RISING COST OF HEALTHCARE

Since 2002, Fidelity Investments has estimated what the average person starting retirement will need to pay for healthcare costs. This year, the average amount for a couple, both age 65, is $215,000, up 7.5 percent from $200,000 last year. That assumes they will not have health coverage provided by a former employer.

On average, Fidelity anticipates healthcare costs will rise 7 percent a year in the foreseeable future. Health care inflation will be due primarily to three factors: increased development of and use of new health-related technologies, advances in prescription drugs, and the aging of the workforce.

A couple who earned $60,000 a year before retiring can expect to devote 27 percent of their Social Security benefits to health care this year, and as much as 50 percent in 16 to 18 years from now, according to Fidelity's estimates.
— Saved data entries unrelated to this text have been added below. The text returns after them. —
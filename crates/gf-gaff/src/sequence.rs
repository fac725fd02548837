//! Gaff sequence — named, ordered steps run against a device
//!
//! ## Key Components
//!
//! - `GaffSequence`: immutable step list
//! - `SequenceRun`: tick-level state machine over one sequence
//! - `StepDriver`: the device harness a run is driven through
//! - `SequenceReport`: evidence of what each step waited for and pinned
//!
//! The harness calls [`SequenceRun::poll`] before every game and
//! [`SequenceRun::observe`] after it. [`GaffSequence::run`] does exactly that
//! until the sequence completes or fails.

use serde::{Deserialize, Serialize};

use gf_stage::{GameOutcome, SessionView};

use crate::condition::ConditionContext;
use crate::config::RunnerConfig;
use crate::decision::Decision;
use crate::error::{GaffError, SequenceError};
use crate::provider::OutcomeProvider;
use crate::step::{GaffStep, StepState};

/// Device harness: session reads, outcome control, and one game per call
pub trait StepDriver: SessionView + OutcomeProvider {
    /// Play one game cycle honouring any pinned stops, then clear the pins
    fn play_game(&mut self) -> Result<GameOutcome, GaffError>;
}

/// A scripted scenario
#[derive(Debug, Clone, PartialEq, Eq, Serialize, Deserialize)]
pub struct GaffSequence {
    pub name: String,
    #[serde(default)]
    pub description: String,
    /// Internal sequences are left out of user-facing listings
    #[serde(default)]
    pub hidden: bool,
    #[serde(default)]
    pub steps: Vec<GaffStep>,
}

impl GaffSequence {
    pub fn new(name: impl Into<String>) -> Self {
        Self {
            name: name.into(),
            description: String::new(),
            hidden: false,
            steps: Vec::new(),
        }
    }

    /// Builder: set description
    pub fn describe(mut self, description: impl Into<String>) -> Self {
        self.description = description.into();
        self
    }

    /// Builder: mark hidden
    pub fn hide(mut self) -> Self {
        self.hidden = true;
        self
    }

    /// Builder: append a step
    pub fn step(mut self, step: GaffStep) -> Self {
        self.steps.push(step);
        self
    }

    pub fn len(&self) -> usize {
        self.steps.len()
    }

    pub fn is_empty(&self) -> bool {
        self.steps.is_empty()
    }

    /// Reject sequences no device could run
    pub fn validate(&self) -> Result<(), String> {
        if self.name.trim().is_empty() {
            return Err("sequence name is empty".to_string());
        }
        for step in &self.steps {
            step.validate()
                .map_err(|e| format!("sequence '{}': {e}", self.name))?;
        }
        Ok(())
    }

    /// Run every step to completion against the driver
    pub fn run<D: StepDriver>(
        &self,
        driver: &mut D,
        config: &RunnerConfig,
    ) -> Result<SequenceReport, SequenceError> {
        let mut run = SequenceRun::new(self).with_max_wait(config.max_wait_games);
        loop {
            match run.poll(driver)? {
                RunStatus::Complete => return Ok(run.into_report()),
                RunStatus::Waiting { .. } | RunStatus::AwaitingOutcome { .. } => {
                    let outcome = driver.play_game().map_err(|e| run.fail(e))?;
                    run.observe(&outcome)?;
                }
            }
        }
    }
}

/// What a run needs next
#[derive(Debug, Clone, Copy, PartialEq, Eq)]
pub enum RunStatus {
    /// Step conditions unmet; play a game and poll again
    Waiting { step: usize },
    /// Decision makers applied; play the constrained game and observe it
    AwaitingOutcome { step: usize },
    /// Every step verified
    Complete,
}

/// Evidence for one verified step
#[derive(Debug, Clone, PartialEq, Eq, Default, Serialize, Deserialize)]
pub struct StepReport {
    pub step: String,
    /// Games played while the step waited on its conditions
    pub waited_games: u64,
    #[serde(default)]
    pub decisions: Vec<Decision>,
    /// Game the result conditions were checked against
    #[serde(default)]
    pub verified_game: Option<u64>,
}

/// Evidence for a completed sequence
#[derive(Debug, Clone, PartialEq, Eq, Serialize, Deserialize)]
pub struct SequenceReport {
    pub sequence: String,
    pub steps: Vec<StepReport>,
}

/// One execution of a sequence, advanced tick by tick
#[derive(Debug)]
pub struct SequenceRun<'s> {
    sequence: &'s GaffSequence,
    index: usize,
    state: StepState,
    entered_at_game: u64,
    max_wait_games: Option<u64>,
    current: StepReport,
    completed: Vec<StepReport>,
    failure: Option<SequenceError>,
}

impl<'s> SequenceRun<'s> {
    pub fn new(sequence: &'s GaffSequence) -> Self {
        Self {
            sequence,
            index: 0,
            state: StepState::Pending,
            entered_at_game: 0,
            max_wait_games: None,
            current: StepReport::default(),
            completed: Vec::new(),
            failure: None,
        }
    }

    /// Fail a step that has waited this many games
    pub fn with_max_wait(mut self, games: Option<u64>) -> Self {
        self.max_wait_games = games;
        self
    }

    /// Index of the step being run (equals the step count once complete)
    pub fn current_step(&self) -> usize {
        self.index
    }

    pub fn current_step_name(&self) -> Option<&str> {
        self.sequence.steps.get(self.index).map(|s| s.name.as_str())
    }

    pub fn state(&self) -> StepState {
        self.state
    }

    pub fn is_complete(&self) -> bool {
        self.index >= self.sequence.steps.len()
    }

    pub fn completed_steps(&self) -> &[StepReport] {
        &self.completed
    }

    pub fn into_report(self) -> SequenceReport {
        SequenceReport {
            sequence: self.sequence.name.clone(),
            steps: self.completed,
        }
    }

    /// Record a failure of the current step
    pub fn fail(&mut self, source: GaffError) -> SequenceError {
        self.state = StepState::Failed;
        let error = SequenceError {
            sequence: self.sequence.name.clone(),
            step: self
                .current_step_name()
                .unwrap_or("<complete>")
                .to_string(),
            source,
        };
        log::warn!("{error}");
        self.failure = Some(error.clone());
        error
    }

    /// Advance as far as possible before the next game
    pub fn poll<D: StepDriver>(&mut self, driver: &mut D) -> Result<RunStatus, SequenceError> {
        if let Some(failure) = &self.failure {
            return Err(failure.clone());
        }
        let sequence = self.sequence;

        loop {
            let Some(step) = sequence.steps.get(self.index) else {
                return Ok(RunStatus::Complete);
            };

            match self.state {
                StepState::Pending => {
                    self.entered_at_game = driver.game_count();
                    self.current = StepReport {
                        step: step.name.clone(),
                        ..Default::default()
                    };
                    log::info!(
                        "[{}] step {} '{}' entered at game {}",
                        self.sequence.name,
                        self.index + 1,
                        step.name,
                        self.entered_at_game
                    );
                    self.state = StepState::Waiting;
                }
                StepState::Waiting => {
                    let ctx = ConditionContext::new(&*driver, self.entered_at_game);
                    self.current.waited_games = ctx.games_elapsed();
                    if step.is_ready(&ctx) {
                        self.state = StepState::Ready;
                        continue;
                    }

                    let unmet = describe_unmet(step, &ctx);
                    let waited = ctx.games_elapsed();
                    if let Some(limit) = self.max_wait_games {
                        if waited >= limit {
                            return Err(self.fail(GaffError::ConditionUnmetTimeout {
                                waited_games: waited,
                                conditions: unmet,
                            }));
                        }
                    }
                    log::debug!("[{}] '{}' waiting on {unmet}", self.sequence.name, step.name);
                    return Ok(RunStatus::Waiting { step: self.index });
                }
                StepState::Ready => {
                    if step.is_passive() {
                        if !step.result_conditions.is_empty() {
                            let verdict = match driver.last_outcome() {
                                Some(outcome) => {
                                    self.current.verified_game = Some(outcome.game_number);
                                    step.verify(outcome)
                                }
                                None => Err(GaffError::ResultUnmet {
                                    condition: "no game has been played yet".to_string(),
                                }),
                            };
                            if let Err(e) = verdict {
                                return Err(self.fail(e));
                            }
                        }
                        self.state = StepState::Verified;
                        continue;
                    }

                    match step.apply(driver) {
                        Ok(decisions) => {
                            self.current.decisions = decisions;
                            self.state = StepState::Applied;
                            log::info!(
                                "[{}] '{}' applied {} decision maker(s)",
                                self.sequence.name,
                                step.name,
                                step.decision_makers.len()
                            );
                        }
                        Err(e) => return Err(self.fail(e)),
                    }
                }
                StepState::Applied => {
                    return Ok(RunStatus::AwaitingOutcome { step: self.index });
                }
                StepState::Verified => {
                    log::info!("[{}] '{}' verified", self.sequence.name, step.name);
                    self.completed.push(std::mem::take(&mut self.current));
                    self.index += 1;
                    self.state = StepState::Pending;
                    if self.is_complete() {
                        log::info!("[{}] sequence complete", self.sequence.name);
                    }
                }
                StepState::Failed => {
                    // fail() always records the failure, returned above
                    return Ok(RunStatus::Waiting { step: self.index });
                }
            }
        }
    }

    /// Feed the outcome of the game played after the last poll
    pub fn observe(&mut self, outcome: &GameOutcome) -> Result<(), SequenceError> {
        if let Some(failure) = &self.failure {
            return Err(failure.clone());
        }
        let sequence = self.sequence;
        let Some(step) = sequence.steps.get(self.index) else {
            return Ok(());
        };

        if self.state == StepState::Applied {
            self.current.verified_game = Some(outcome.game_number);
            match step.verify(outcome) {
                Ok(()) => self.state = StepState::Verified,
                Err(e) => return Err(self.fail(e)),
            }
        }
        Ok(())
    }
}

fn describe_unmet(step: &GaffStep, ctx: &ConditionContext<'_>) -> String {
    step.unmet_conditions(ctx)
        .iter()
        .map(|c| c.to_string())
        .collect::<Vec<_>>()
        .join(", ")
}
//! Selector table behaviour suite
//!
//! Covers first-match-wins ordering, the leading catch-all fast path, error
//! kinds, and table loading from JSON / YAML.

use std::cell::RefCell;

use gf_select::{
    FallbackPolicy, InputMap, InputValue, Inputs, Requirement, SelectError, SelectorRecord,
    SelectorTable,
};
use serde_json::json;

// ═══════════════════════════════════════════════════════════════════════════════
// TEST FIXTURES
// ═══════════════════════════════════════════════════════════════════════════════

/// Inputs that remember every hint looked up
struct RecordingInputs {
    inner: InputMap,
    requested: RefCell<Vec<String>>,
}

impl RecordingInputs {
    fn new(inner: InputMap) -> Self {
        Self {
            inner,
            requested: RefCell::new(Vec::new()),
        }
    }

    fn requested(&self) -> Vec<String> {
        self.requested.borrow().clone()
    }
}

impl Inputs for RecordingInputs {
    fn get(&self, hint: &str) -> Option<&InputValue> {
        self.requested.borrow_mut().push(hint.to_string());
        self.inner.get(hint)
    }
}

fn pid_table() -> SelectorTable<String> {
    SelectorTable::new(
        "pid",
        vec![
            SelectorRecord::new(
                vec![
                    Requirement::range("Denom", 1, 2),
                    Requirement::exact("Market", "NV"),
                ],
                "PID-NV-LOW".to_string(),
            ),
            SelectorRecord::new(vec![Requirement::range("Denom", 1, 2)], "PID-LOW".to_string()),
            SelectorRecord::new(vec![Requirement::range("Denom", 5, 10)], "PID-MID".to_string()),
            SelectorRecord::new(
                vec![Requirement::one_of("Denom", [25, 50, 100])],
                "PID-HIGH".to_string(),
            ),
        ],
    )
}

// ═══════════════════════════════════════════════════════════════════════════════
// ORDERING
// ═══════════════════════════════════════════════════════════════════════════════

#[test]
fn test_first_matching_record_wins() {
    let table = pid_table();
    let nv = InputMap::new().with("Denom", 1).with("Market", "NV");
    let nj = InputMap::new().with("Denom", 1).with("Market", "NJ");

    assert_eq!(table.select(&nv).unwrap(), "PID-NV-LOW");
    assert_eq!(table.select(&nj).unwrap(), "PID-LOW");
    assert_eq!(table.select(&InputMap::new().with("Denom", 50)).unwrap(), "PID-HIGH");
}

#[test]
fn test_later_records_not_evaluated_after_match() {
    let table = SelectorTable::new(
        "probe",
        vec![
            SelectorRecord::new(vec![Requirement::exact("Denom", 1)], "first"),
            SelectorRecord::new(vec![Requirement::exact("Lines", 20)], "second"),
        ],
    );
    let inputs = RecordingInputs::new(InputMap::new().with("Denom", 1).with("Lines", 20));

    assert_eq!(table.select(&inputs), Ok(&"first"));
    assert_eq!(inputs.requested(), vec!["Denom".to_string()]);
}

#[test]
fn test_record_short_circuits_on_first_miss() {
    let table = SelectorTable::new(
        "probe",
        vec![
            SelectorRecord::new(
                vec![
                    Requirement::exact("Denom", 1),
                    Requirement::exact("Market", "NV"),
                ],
                "nv",
            ),
            SelectorRecord::new(vec![Requirement::exact("Lines", 20)], "lines"),
        ],
    );
    let inputs = RecordingInputs::new(
        InputMap::new()
            .with("Denom", 2)
            .with("Market", "NV")
            .with("Lines", 20),
    );

    assert_eq!(table.select(&inputs), Ok(&"lines"));
    assert_eq!(inputs.requested(), vec!["Denom".to_string(), "Lines".to_string()]);
}

#[test]
fn test_leading_fallback_reads_no_inputs() {
    let table = SelectorTable::new(
        "probe",
        vec![
            SelectorRecord::fallback("default"),
            SelectorRecord::new(vec![Requirement::exact("Denom", 1)], "exact"),
        ],
    );
    let inputs = RecordingInputs::new(InputMap::new().with("Denom", 1));

    assert_eq!(table.select(&inputs), Ok(&"default"));
    assert!(inputs.requested().is_empty());
}

#[test]
fn test_selection_is_deterministic() {
    let table = pid_table();
    let inputs = InputMap::new().with("Denom", 7);
    let first = table.select(&inputs).unwrap().clone();
    for _ in 0..10 {
        assert_eq!(table.select(&inputs).unwrap(), &first);
    }
}

// ═══════════════════════════════════════════════════════════════════════════════
// CATCH-ALL PLACEMENT
// ═══════════════════════════════════════════════════════════════════════════════

#[test]
fn test_denomination_scenario() {
    let records = || {
        vec![
            SelectorRecord::new(vec![Requirement::one_of("Denom", [1, 2])], "P1"),
            SelectorRecord::new(vec![Requirement::range("Denom", 5, 10)], "P2"),
            SelectorRecord::fallback("Pdefault"),
        ]
    };

    let strict = SelectorTable::new("pid", records());
    assert_eq!(strict.select(&InputMap::new().with("Denom", 1)), Ok(&"P1"));
    assert_eq!(strict.select(&InputMap::new().with("Denom", 7)), Ok(&"P2"));
    assert!(matches!(
        strict.select(&InputMap::new().with("Denom", 999)),
        Err(SelectError::NoMatch { .. })
    ));

    let lenient = SelectorTable::with_policy("pid", FallbackPolicy::AnyPosition, records());
    assert_eq!(lenient.select(&InputMap::new().with("Denom", 999)), Ok(&"Pdefault"));

    let mut leading = records();
    leading.rotate_right(1);
    let leading = SelectorTable::new("pid", leading);
    assert_eq!(leading.select(&InputMap::new().with("Denom", 999)), Ok(&"Pdefault"));
    assert_eq!(leading.select(&InputMap::new().with("Denom", 1)), Ok(&"Pdefault"));
}

// ═══════════════════════════════════════════════════════════════════════════════
// LOADING
// ═══════════════════════════════════════════════════════════════════════════════

#[test]
fn test_table_from_json() {
    let doc = json!({
        "name": "pid",
        "records": [
            {
                "requirements": [
                    { "hint": "Denom", "matcher": { "type": "one_of", "values": [1, 2] } }
                ],
                "payload": { "pid": "A", "rtp": 9210 }
            },
            {
                "requirements": [
                    { "hint": "Market", "matcher": { "type": "exact", "value": "NJ" } }
                ],
                "payload": { "pid": "B", "rtp": 9400 }
            }
        ]
    });
    let table: SelectorTable<serde_json::Value> =
        SelectorTable::from_json_str(&doc.to_string()).unwrap();

    assert_eq!(table.name(), "pid");
    assert_eq!(table.policy(), FallbackPolicy::LeadingOnly);
    let picked = table.select(&InputMap::new().with("Market", "NJ")).unwrap();
    assert_eq!(picked["pid"], "B");
}

#[test]
fn test_table_from_yaml() {
    let yaml = r#"
name: pid
fallback: any_position
records:
  - requirements:
      - hint: Denom
        matcher: { type: at_least, min: 100 }
    payload: HIGH
  - payload: DEFAULT
"#;
    let table: SelectorTable<String> = SelectorTable::from_yaml_str(yaml).unwrap();
    assert_eq!(table.len(), 2);
    assert_eq!(table.select(&InputMap::new().with("Denom", 500)).unwrap(), "HIGH");
    assert_eq!(table.select(&InputMap::new().with("Denom", 5)).unwrap(), "DEFAULT");
}

#[test]
fn test_malformed_table_is_configuration_error() {
    let err = SelectorTable::<String>::from_json_str("{\"records\": 5}").unwrap_err();
    assert!(matches!(err, SelectError::Configuration { .. }));
}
The $215,000 will be eaten up by Medicare Part B and D premiums (32%); Medicare co-payments, deductibles, co-insurance and other cost-sharing items (35%); and prescription drugs (33%). Fidelity cautioned that the $215,000 figure is just an average. Healthcare costs in retirement depend heavily on where retirees live, their health status and their life expectancy.

And, not insignificantly, Fidelity's estimate doesn't include the rising cost of long-term care, the need for which is less predictable than more general health care costs and can vary depending upon where you live.